*WHAT TO WORK ON*.
Pull every line containing the word "execute" out of the material below.

*DATA SECTION*.
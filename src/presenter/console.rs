use std::io::{self, Write};

use tf_core::ports::{Notification, NotificationKind, NotifierPort};
use tracing::{info, warn};

/// Prints notifications to stderr, clearing the status line first when
/// stderr is a terminal.
pub struct ConsoleNotifier {
    interactive: bool,
}

impl ConsoleNotifier {
    pub fn new(interactive: bool) -> Self {
        Self { interactive }
    }
}

pub fn format_notification(notification: &Notification) -> String {
    let icon = match notification.kind {
        NotificationKind::Success => "✔",
        NotificationKind::Failure => "✖",
    };
    match &notification.message {
        Some(message) => format!("{icon} {}\n  {message}", notification.title),
        None => format!("{icon} {}", notification.title),
    }
}

impl NotifierPort for ConsoleNotifier {
    fn notify(&self, notification: &Notification) {
        match notification.kind {
            NotificationKind::Success => info!(title = %notification.title, "Notification"),
            NotificationKind::Failure => warn!(
                title = %notification.title,
                message = notification.message.as_deref().unwrap_or_default(),
                "Notification"
            ),
        }

        let mut stderr = io::stderr().lock();
        if self.interactive {
            let _ = write!(stderr, "\r\x1b[2K");
        }
        let _ = writeln!(stderr, "{}", format_notification(notification));
    }
}
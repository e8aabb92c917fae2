//! Platform adapters for tflink: the system clipboard and per-user
//! directories.

pub mod app_dirs;
pub mod clipboard;

pub use app_dirs::DirsAppDirsAdapter;
pub use clipboard::SystemClipboard;
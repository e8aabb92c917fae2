pub mod tmpfile_transport;

pub use tmpfile_transport::ReqwestUploadTransport;
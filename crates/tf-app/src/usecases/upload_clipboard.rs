use std::future::Future;
use std::path::{Path, PathBuf};
use std::sync::atomic::{AtomicBool, Ordering};

use tf_core::clipboard::resolve_clipboard_path;
use tf_core::ports::{ElapsedTimerPort, Notification};
use tf_core::upload::{interpret_response, upload_file_name};
use tf_core::{
    ClipboardContents, ClipboardSnapshot, QrPayload, SanitizedUpload, UploadError, UploadOutcome,
    UploadReceipt, UploadStage,
};
use tokio_util::sync::CancellationToken;
use tracing::{debug, info, warn};

use crate::deps::{UploadPolicy, UploadPorts};

const FAILURE_TITLE: &str = "Upload Failed";

/// Why a run stopped before producing a receipt.
enum Halt {
    Cancelled,
    Failed(UploadError),
}

impl From<UploadError> for Halt {
    fn from(err: UploadError) -> Self {
        Halt::Failed(err)
    }
}

/// Use case that uploads whatever the clipboard holds and hands back a
/// shareable link.
///
/// 读取剪贴板内容（文件优先，其次文本），上传并返回下载链接。
pub struct UploadClipboard {
    ports: UploadPorts,
    policy: UploadPolicy,
    working_dir: Option<PathBuf>,
    in_flight: AtomicBool,
}

impl UploadClipboard {
    /// Builds the use case. Relative clipboard paths resolve against the
    /// process working directory.
    pub fn from_ports(ports: UploadPorts, policy: UploadPolicy) -> Self {
        Self {
            ports,
            policy,
            working_dir: std::env::current_dir().ok(),
            in_flight: AtomicBool::new(false),
        }
    }

    /// Overrides the directory relative clipboard paths are joined to.
    /// `None` leaves relative paths untouched.
    pub fn with_working_dir(mut self, dir: Option<PathBuf>) -> Self {
        self.working_dir = dir;
        self
    }

    /// Runs one upload cycle to completion, failure, or cancellation.
    ///
    /// Cancellation is checked between steps and raced against every port
    /// await, so a cancelled run never uploads further, never writes the
    /// clipboard and never notifies.
    #[tracing::instrument(name = "usecase.upload_clipboard.run", skip_all)]
    pub async fn run(&self, cancel: CancellationToken) -> UploadOutcome {
        let Some(_flight) = InFlight::acquire(&self.in_flight) else {
            warn!("Upload requested while another run is outstanding");
            let err = UploadError::AlreadyInProgress;
            self.ports
                .notifier
                .notify(&Notification::failure(FAILURE_TITLE, Some(err.to_string())));
            return UploadOutcome::Failure(err);
        };
        let _timer = TimerGuard::start(self.ports.timer.as_ref());

        match self.execute(&cancel).await {
            Ok(receipt) => {
                info!(
                    file_name = %receipt.file_name,
                    size_bytes = receipt.size_bytes,
                    copied = receipt.copied_to_clipboard,
                    "Upload finished"
                );
                UploadOutcome::Success(receipt)
            }
            Err(Halt::Cancelled) => {
                info!("Upload cancelled");
                UploadOutcome::Cancelled
            }
            Err(Halt::Failed(_)) if cancel.is_cancelled() => {
                info!("Upload failed after cancellation, reporting as cancelled");
                UploadOutcome::Cancelled
            }
            Err(Halt::Failed(err)) => {
                warn!(error.kind = err.kind(), error = %err, "Upload failed");
                self.ports.progress.report(&UploadStage::Failed);
                self.ports
                    .notifier
                    .notify(&Notification::failure(FAILURE_TITLE, Some(err.to_string())));
                UploadOutcome::Failure(err)
            }
        }
    }

    async fn execute(&self, cancel: &CancellationToken) -> Result<UploadReceipt, Halt> {
        checkpoint(cancel)?;
        self.ports.progress.report(&UploadStage::CheckingClipboard);

        let contents = guarded(cancel, self.ports.clipboard.read())
            .await?
            .map_err(|e| UploadError::ClipboardUnavailable(format!("{e:#}")))?;

        checkpoint(cancel)?;
        let snapshot = self.classify(contents, cancel).await?;
        let upload = self.prepare(snapshot, cancel).await?;

        checkpoint(cancel)?;
        let size_bytes = upload.size_bytes();
        self.ports.progress.report(&UploadStage::Uploading {
            name: upload.name.clone(),
            size_bytes,
            kind: upload.kind,
        });
        debug!(name = %upload.name, size_bytes, "Submitting upload");

        let response = guarded(cancel, self.ports.transport.submit(&upload))
            .await?
            .map_err(|e| UploadError::network(format!("{e:#}")))?;
        let link = interpret_response(&response)?;

        checkpoint(cancel)?;
        let copied = self.copy_link(&link).await;
        let qr = self.render_qr(&link, cancel).await?;

        checkpoint(cancel)?;
        let title = if copied { "Uploaded & Copied!" } else { "Uploaded!" };
        self.ports
            .notifier
            .notify(&Notification::success(title, Some(link.clone())));
        self.ports.progress.report(&UploadStage::Succeeded);

        Ok(UploadReceipt {
            link,
            qr,
            file_name: upload.name,
            size_bytes,
            kind: upload.kind,
            copied_to_clipboard: copied,
        })
    }

    /// Drops a file reference that does not exist so the text entry gets a chance.
    async fn classify(
        &self,
        contents: ClipboardContents,
        cancel: &CancellationToken,
    ) -> Result<ClipboardSnapshot, Halt> {
        let mut existing = None;
        if let Some(raw) = contents.file.as_deref() {
            let path = resolve_clipboard_path(raw, self.working_dir.as_deref());
            if guarded(cancel, self.ports.file_system.exists(&path)).await? {
                existing = Some(path);
            } else {
                debug!(path = %path.display(), "Clipboard file reference does not exist");
            }
        }
        Ok(ClipboardSnapshot::classify(existing, contents))
    }

    async fn prepare(
        &self,
        snapshot: ClipboardSnapshot,
        cancel: &CancellationToken,
    ) -> Result<SanitizedUpload, Halt> {
        match snapshot {
            ClipboardSnapshot::File(path) => self.prepare_file(&path, cancel).await,
            ClipboardSnapshot::Text(text) => {
                let upload = SanitizedUpload::snippet(text, self.ports.clock.now_ms());
                self.check_size(upload.size_bytes())?;
                Ok(upload)
            }
            ClipboardSnapshot::Empty => Err(UploadError::EmptyClipboard.into()),
        }
    }

    async fn prepare_file(
        &self,
        path: &Path,
        cancel: &CancellationToken,
    ) -> Result<SanitizedUpload, Halt> {
        let stat = guarded(cancel, self.ports.file_system.stat(path))
            .await?
            .map_err(|e| unreadable(path, e))?;
        if stat.is_dir {
            return Err(UploadError::UnsupportedContent.into());
        }
        self.check_size(stat.size_bytes)?;

        checkpoint(cancel)?;
        let bytes = guarded(cancel, self.ports.file_system.read_all(path))
            .await?
            .map_err(|e| unreadable(path, e))?;
        // The file may have grown between stat and read.
        self.check_size(bytes.len() as u64)?;

        let original = path
            .file_name()
            .map(|name| name.to_string_lossy().into_owned())
            .unwrap_or_default();
        let name = upload_file_name(&original, &bytes);
        debug!(original = %original, name = %name, size_bytes = bytes.len(), "Prepared file upload");
        Ok(SanitizedUpload::file(name, bytes))
    }

    fn check_size(&self, size_bytes: u64) -> Result<(), UploadError> {
        if size_bytes > self.policy.max_upload_bytes {
            return Err(UploadError::SizeLimitExceeded {
                size_bytes,
                limit_bytes: self.policy.max_upload_bytes,
            });
        }
        Ok(())
    }

    async fn copy_link(&self, link: &str) -> bool {
        if !self.policy.copy_link_to_clipboard {
            return false;
        }
        match self.ports.clipboard.write_text(link).await {
            Ok(()) => true,
            Err(err) => {
                warn!(error = %err, "Failed to copy link to clipboard");
                false
            }
        }
    }

    async fn render_qr(
        &self,
        link: &str,
        cancel: &CancellationToken,
    ) -> Result<Option<QrPayload>, Halt> {
        let Some(renderer) = self.ports.qr_renderer.as_ref() else {
            return Ok(None);
        };
        match guarded(cancel, renderer.render(link)).await? {
            Ok(payload) => Ok(Some(payload)),
            Err(err) => {
                warn!(error = %err, "QR code generation failed");
                Ok(None)
            }
        }
    }
}

fn checkpoint(cancel: &CancellationToken) -> Result<(), Halt> {
    if cancel.is_cancelled() {
        return Err(Halt::Cancelled);
    }
    Ok(())
}

/// Races `fut` against the token; the future is dropped when the token wins.
async fn guarded<F: Future>(cancel: &CancellationToken, fut: F) -> Result<F::Output, Halt> {
    checkpoint(cancel)?;
    cancel.run_until_cancelled(fut).await.ok_or(Halt::Cancelled)
}

fn unreadable(path: &Path, err: anyhow::Error) -> UploadError {
    UploadError::FileUnreadable {
        path: path.display().to_string(),
        reason: format!("{err:#}"),
    }
}

struct InFlight<'a>(&'a AtomicBool);

impl<'a> InFlight<'a> {
    fn acquire(flag: &'a AtomicBool) -> Option<Self> {
        flag.compare_exchange(false, true, Ordering::AcqRel, Ordering::Acquire)
            .ok()
            .map(|_| Self(flag))
    }
}

impl Drop for InFlight<'_> {
    fn drop(&mut self) {
        self.0.store(false, Ordering::Release);
    }
}

struct TimerGuard<'a>(&'a dyn ElapsedTimerPort);

impl<'a> TimerGuard<'a> {
    fn start(timer: &'a dyn ElapsedTimerPort) -> Self {
        timer.start();
        Self(timer)
    }
}

impl Drop for TimerGuard<'_> {
    fn drop(&mut self) {
        self.0.stop();
    }
}
pub mod elapsed_timer;
pub mod system_clock;

pub use elapsed_timer::TokioElapsedTimer;
pub use system_clock::SystemClock;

*ANSWER BOX*.
        match self.execute(&cancel).await {
    async fn execute(&self, cancel: &CancellationToken) -> Result<UploadReceipt, Halt> {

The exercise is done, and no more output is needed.